Compilation album by Menudo
- Released: 1983
- Genre: Christmas
- Label: Profono Internacional

Menudo chronology
| Adios Miguel (1983) | Feliz Navidad (1983) | A Todo Rock (1983) |

= Feliz Navidad (Menudo album) =

Feliz Navidad (official title including subtitle: Feliz Navidad — Con 14 Éxitos Navideños) is a compilation album released by the Puerto Rican group Menudo in 1983 under the label Profono Internacional.
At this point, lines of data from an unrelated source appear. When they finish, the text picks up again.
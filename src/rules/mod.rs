//! The rules engine: validation, scoring and legal-cell search.
//!
//! Every function here is pure. The caller owns the grid, passes it by
//! reference, and commits accepted placements itself. The engine never
//! tracks whose turn it is, what is in anyone's hand, or when the game ends;
//! that belongs to `crate::session`.
//!
//! A caller's accept path is always validate, then score, then commit:
//!
//! ```
//! use iota_engine::cards::{Card, CardId, Color, Number, Shape};
//! use iota_engine::core::Coord;
//! use iota_engine::grid::Grid;
//! use iota_engine::rules::{score_turn, validate_turn, Placement};
//!
//! let mut grid = Grid::new();
//! let turn = [Placement::new(
//!     Card::normal(CardId(0), Color::Blue, Shape::Plus, Number::One),
//!     Coord::ORIGIN,
//! )];
//!
//! validate_turn(&grid, &turn).unwrap();
//! let score = score_turn(&grid, &turn);
//! for p in &turn {
//!     grid.insert(p.coord, p.card);
//! }
//! assert_eq!(score.total, 0);
//! assert_eq!(grid.len(), 1);
//! ```

pub mod error;
pub mod feasibility;
pub mod positions;
pub mod score;
pub mod turn;
pub mod validate;

pub use error::TurnError;
pub use feasibility::{failed_attribute, is_feasible, is_valid_line};
pub use positions::legal_positions;
pub use score::{score_turn, LineScore, TurnScore};
pub use turn::{turn_axis, turn_lines, working_grid, Placement, Turn, MAX_TURN_CARDS};
pub use validate::validate_turn;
The tracklist features fourteen songs previously released on two of the group’s Christmas-themed studio albums: ¡Felicidades! (1979) and Es Navidad (1980), both originally released by Padosa Records. The LP includes a colorful 12" x 12" Christmas card printed in four colors, featuring a holiday greeting from the quintet.

The aforementioned albums were recorded by two different lineups of the group. While ¡Felicidades! was performed by members Fernando Sallaberry, René Farrait, and the Meléndez brothers—Carlos, Óscar and Ricky—, Es Navidad featured Óscar and Ricky Meléndez, René Farrait, Johnny Lozada, and Xavier Serbiá. Despite this, the cover showcases newer members, all dressed as Santa Claus: Ricky Meléndez, Johnny Lozada, Xavier Serbiá, Miguel Cancel, and Charlie Massó.

Regarding its production, the backing vocals on the included tracks were enhanced by professional singers, including the group’s vocal coach, Marilyn Pagán. The two source albums were commercial successes. Es Navidad sold over 143,000 copies in Venezuela by October 1984, while the remastered digital version of ¡Felicidades! peaked at No. 70 on Mexico’s iTunes charts.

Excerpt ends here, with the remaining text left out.